▶ DIRECTIONS
Print out each record, keeping it identical to the original.

START DATA EXTRACT

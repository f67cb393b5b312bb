use thiserror::Error;

/// Selection problems reported synchronously to the user.
#[derive(Debug, Clone, PartialEq, Eq, Error)]
pub enum ValidationError {
    #[error("Select both locations")]
    IncompleteSelection,

    #[error("Pick different locations")]
    DuplicateSelection,

    #[error("Enter coordinates")]
    MissingCoordinates,
}

/// Ways a dispatched run can fail. Both variants revert the UI the same way.
#[derive(Debug, Clone, PartialEq, Eq, Error)]
pub enum RunError {
    /// The backend answered with `success: false`.
    #[error("backend reported failure: {}", .0.as_deref().unwrap_or("no message"))]
    Backend(Option<String>),

    /// The request never produced a decodable response.
    #[error("compute request failed: {0}")]
    Transport(String),
}

impl RunError {
    /// Text shown to the user: the server message when there is one.
    pub fn user_message(&self) -> String {
        match self {
            RunError::Backend(Some(msg)) if !msg.trim().is_empty() => format!("Error: {msg}"),
            RunError::Backend(_) => "Error: Unknown".into(),
            RunError::Transport(_) => "Error. Try again.".into(),
        }
    }
}
use crate::error::RunError;
use crate::locations::LocationId;
use serde::{Deserialize, Deserializer, Serialize};
use std::sync::Arc;
use std::time::Duration;

#[derive(Debug, Clone, Serialize, Deserialize)]
pub struct RunConfig {
    pub base_url: String,
    #[serde(with = "humantime_serde")]
    pub poll_interval: Duration,
    pub user_agent: String,
}

/// Body of `POST /compute`. Built once per submission and never mutated afterwards.
#[derive(Debug, Clone, PartialEq, Eq, Serialize, Deserialize)]
pub struct RunRequest {
    pub origin: LocationId,
    pub destination: LocationId,
    #[serde(default, skip_serializing_if = "Option::is_none")]
    pub origin_lat: Option<String>,
    #[serde(default, skip_serializing_if = "Option::is_none")]
    pub origin_lon: Option<String>,
    #[serde(default, skip_serializing_if = "Option::is_none")]
    pub dest_lat: Option<String>,
    #[serde(default, skip_serializing_if = "Option::is_none")]
    pub dest_lon: Option<String>,
}

/// Per-algorithm statistics. Values are shown verbatim, never parsed.
#[derive(Debug, Clone, Default, PartialEq, Eq, Serialize, Deserialize)]
pub struct AlgorithmStats {
    #[serde(deserialize_with = "display_string", default)]
    pub iterations: String,
    #[serde(deserialize_with = "display_string", default)]
    pub distance: String,
    #[serde(deserialize_with = "display_string", default)]
    pub time: String,
}

/// Response of `POST /compute`.
#[derive(Debug, Clone, Default, PartialEq, Eq, Serialize, Deserialize)]
pub struct RunResult {
    pub success: bool,
    #[serde(default, skip_serializing_if = "Option::is_none")]
    pub error: Option<String>,
    #[serde(default, skip_serializing_if = "Option::is_none")]
    pub route: Option<String>,
    #[serde(default)]
    pub dijkstra: AlgorithmStats,
    #[serde(default)]
    pub astar: AlgorithmStats,
}

impl RunResult {
    /// Split a decoded response into the success and failure paths.
    pub fn into_outcome(self) -> Result<RunResult, RunError> {
        if self.success {
            Ok(self)
        } else {
            Err(RunError::Backend(self.error))
        }
    }
}

/// Keep any JSON scalar in its textual form; the backend sends iteration counts as numbers.
fn display_string<'de, D>(deserializer: D) -> Result<String, D::Error>
where
    D: Deserializer<'de>,
{
    let v = serde_json::Value::deserialize(deserializer)?;
    Ok(match v {
        serde_json::Value::String(s) => s,
        serde_json::Value::Null => String::new(),
        other => other.to_string(),
    })
}

/// A visualization asset the backend writes while a run is in progress.
#[derive(Debug, Clone, PartialEq, Eq, Serialize, Deserialize)]
pub struct AssetDescriptor {
    pub logical_name: String,
    /// Absolute URL without any cache-busting query.
    pub base_url: String,
    pub caption: String,
}

/// `(logical name, path on the server, caption)` for every asset the backend produces.
const ASSET_FILES: [(&str, &str, &str); 4] = [
    (
        "dijkstra_exploration",
        "/static/output/dijkstra_exploration.png",
        "Dijkstra exploration",
    ),
    ("dijkstra_path", "/static/output/dijkstra_path.png", "Dijkstra path"),
    (
        "astar_exploration",
        "/static/output/astar_exploration.png",
        "A* exploration",
    ),
    ("astar_path", "/static/output/astar_path.png", "A* path"),
];

/// Build the fixed asset table for a server. Shared read-only for the process lifetime.
pub fn asset_table(server_base: &str) -> Arc<[AssetDescriptor]> {
    let base = server_base.trim_end_matches('/');
    ASSET_FILES
        .iter()
        .map(|(name, path, caption)| AssetDescriptor {
            logical_name: (*name).to_string(),
            base_url: format!("{base}{path}"),
            caption: (*caption).to_string(),
        })
        .collect()
}
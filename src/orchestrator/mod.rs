//! Run coordination.
//!
//! `machine` holds the pure lifecycle transitions, `controller` applies their
//! effects against the presentation tree and background tasks, and `renderer`
//! performs the final authoritative write of a completed run.

mod controller;
mod machine;
mod renderer;

pub(crate) use controller::{run_controller, Coordinator, UiCommand, ViewSnapshot};
pub use machine::RunState;
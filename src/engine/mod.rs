//! Network side of a run: the compute call, asset probes and the poller that drives them.

mod client;
mod poller;
mod token;

#[cfg(test)]
pub(crate) mod testing;

pub use client::HttpBackend;
pub use poller::{AssetPoller, PollerHandle};
pub use token::{CacheToken, TokenMint};

use crate::error::RunError;
use crate::model::{AssetDescriptor, RunRequest, RunResult};
use async_trait::async_trait;

/// Everything the coordinator needs from the route-finding server.
#[async_trait]
pub trait Backend: Send + Sync + 'static {
    /// Run both algorithms. Resolves only once the server answers; there is no timeout.
    async fn compute(&self, request: &RunRequest) -> Result<RunResult, RunError>;

    /// Existence check for an asset, decorated with `token`. Failures are reported as `false`.
    async fn probe(&self, asset: &AssetDescriptor, token: CacheToken) -> bool;
}

/// Asynchronous results delivered to the coordinator while a run is active.
#[derive(Debug, Clone)]
pub enum RunEvent {
    /// A probe found the asset; every element bound to `logical_name` may show it.
    AssetReady {
        logical_name: String,
        token: CacheToken,
    },
    /// The compute request settled.
    ComputeSettled(Result<RunResult, RunError>),
}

END DATA EXTRACT

▶ SOLUTION
repository f67cb393b5b312bb
use thiserror::Error;

/// Selection problems reported synchronously to the user.
#[derive(Debug, Clone, PartialEq, Eq, Error)]
pub enum ValidationError {
    #[error("Select both locations")]
    IncompleteSelection,

    #[error("Pick different locations")]
    DuplicateSelection,

    #[error("Enter coordinates")]
    MissingCoordinates,
}

/// Ways a dispatched run can fail. Both variants revert the UI the same way.
#[derive(Debug, Clone, PartialEq, Eq, Error)]
pub enum RunError {
    /// The backend answered with `success: false`.
    #[error("backend reported failure: {}", .0.as_deref().unwrap_or("no message"))]
    Backend(Option<String>),

    /// The request never produced a decodable response.
    #[error("compute request failed: {0}")]
    Transport(String),
}

impl RunError {
    /// Text shown to the user: the server message when there is one.
    pub fn user_message(&self) -> String {
        match self {
            RunError::Backend(Some(msg)) if !msg.trim().is_empty() => format!("Error: {msg}"),
            RunError::Backend(_) => "Error: Unknown".into(),
            RunError::Transport(_) => "Error. Try again.".into(),
        }
    }
}
use crate::error::RunError;
use crate::locations::LocationId;
use serde::{Deserialize, Deserializer, Serialize};
use std::sync::Arc;
use std::time::Duration;

#[derive(Debug, Clone, Serialize, Deserialize)]
pub struct RunConfig {
    pub base_url: String,
    #[serde(with = "humantime_serde")]
    pub poll_interval: Duration,
    pub user_agent: String,
}

/// Body of `POST /compute`. Built once per submission and never mutated afterwards.
#[derive(Debug, Clone, PartialEq, Eq, Serialize, Deserialize)]
pub struct RunRequest {
    pub origin: LocationId,
    pub destination: LocationId,
    #[serde(default, skip_serializing_if = "Option::is_none")]
    pub origin_lat: Option<String>,
    #[serde(default, skip_serializing_if = "Option::is_none")]
    pub origin_lon: Option<String>,
    #[serde(default, skip_serializing_if = "Option::is_none")]
    pub dest_lat: Option<String>,
    #[serde(default, skip_serializing_if = "Option::is_none")]
    pub dest_lon: Option<String>,
}

/// Per-algorithm statistics. Values are shown verbatim, never parsed.
#[derive(Debug, Clone, Default, PartialEq, Eq, Serialize, Deserialize)]
pub struct AlgorithmStats {
    #[serde(deserialize_with = "display_string", default)]
    pub iterations: String,
    #[serde(deserialize_with = "display_string", default)]
    pub distance: String,
    #[serde(deserialize_with = "display_string", default)]
    pub time: String,
}

/// Response of `POST /compute`.
#[derive(Debug, Clone, Default, PartialEq, Eq, Serialize, Deserialize)]
pub struct RunResult {
    pub success: bool,
    #[serde(default, skip_serializing_if = "Option::is_none")]
    pub error: Option<String>,
    #[serde(default, skip_serializing_if = "Option::is_none")]
    pub route: Option<String>,
    #[serde(default)]
    pub dijkstra: AlgorithmStats,
    #[serde(default)]
    pub astar: AlgorithmStats,
}

impl RunResult {
    /// Split a decoded response into the success and failure paths.
    pub fn into_outcome(self) -> Result<RunResult, RunError> {
        if self.success {
            Ok(self)
        } else {
            Err(RunError::Backend(self.error))
        }
    }
}

/// Keep any JSON scalar in its textual form; the backend sends iteration counts as numbers.
fn display_string<'de, D>(deserializer: D) -> Result<String, D::Error>
where
    D: Deserializer<'de>,
{
    let v = serde_json::Value::deserialize(deserializer)?;
    Ok(match v {
        serde_json::Value::String(s) => s,
        serde_json::Value::Null => String::new(),
        other => other.to_string(),
    })
}

/// A visualization asset the backend writes while a run is in progress.
#[derive(Debug, Clone, PartialEq, Eq, Serialize, Deserialize)]
pub struct AssetDescriptor {
    pub logical_name: String,
    /// Absolute URL without any cache-busting query.
    pub base_url: String,
    pub caption: String,
}

/// `(logical name, path on the server, caption)` for every asset the backend produces.
const ASSET_FILES: [(&str, &str, &str); 4] = [
    (
        "dijkstra_exploration",
        "/static/output/dijkstra_exploration.png",
        "Dijkstra exploration",
    ),
    ("dijkstra_path", "/static/output/dijkstra_path.png", "Dijkstra path"),
    (
        "astar_exploration",
        "/static/output/astar_exploration.png",
        "A* exploration",
    ),
    ("astar_path", "/static/output/astar_path.png", "A* path"),
];

/// Build the fixed asset table for a server. Shared read-only for the process lifetime.
pub fn asset_table(server_base: &str) -> Arc<[AssetDescriptor]> {
    let base = server_base.trim_end_matches('/');
    ASSET_FILES
        .iter()
        .map(|(name, path, caption)| AssetDescriptor {
            logical_name: (*name).to_string(),
            base_url: format!("{base}{path}"),
            caption: (*caption).to_string(),
        })
        .collect()
}
filename src/orchestrator/mod.rs
//! Run coordination.
//!
//! `machine` holds the pure lifecycle transitions, `controller` applies their
//! effects against the presentation tree and background tasks, and `renderer`
//! performs the final authoritative write of a completed run.

mod controller;
mod machine;
mod renderer;

pub(crate) use controller::{run_controller, Coordinator, UiCommand, ViewSnapshot};
pub use machine::RunState;
filename src/engine/mod.rs
//! Network side of a run: the compute call, asset probes and the poller that drives them.

mod client;
mod poller;
mod token;

#[cfg(test)]
pub(crate) mod testing;

pub use client::HttpBackend;
pub use poller::{AssetPoller, PollerHandle};
pub use token::{CacheToken, TokenMint};

use crate::error::RunError;
use crate::model::{AssetDescriptor, RunRequest, RunResult};
use async_trait::async_trait;

/// Everything the coordinator needs from the route-finding server.
#[async_trait]
pub trait Backend: Send + Sync + 'static {
    /// Run both algorithms. Resolves only once the server answers; there is no timeout.
    async fn compute(&self, request: &RunRequest) -> Result<RunResult, RunError>;

    /// Existence check for an asset, decorated with `token`. Failures are reported as `false`.
    async fn probe(&self, asset: &AssetDescriptor, token: CacheToken) -> bool;
}

/// Asynchronous results delivered to the coordinator while a run is active.
#[derive(Debug, Clone)]
pub enum RunEvent {
    /// A probe found the asset; every element bound to `logical_name` may show it.
    AssetReady {
        logical_name: String,
        token: CacheToken,
    },
    /// The compute request settled.
    ComputeSettled(Result<RunResult, RunError>),
}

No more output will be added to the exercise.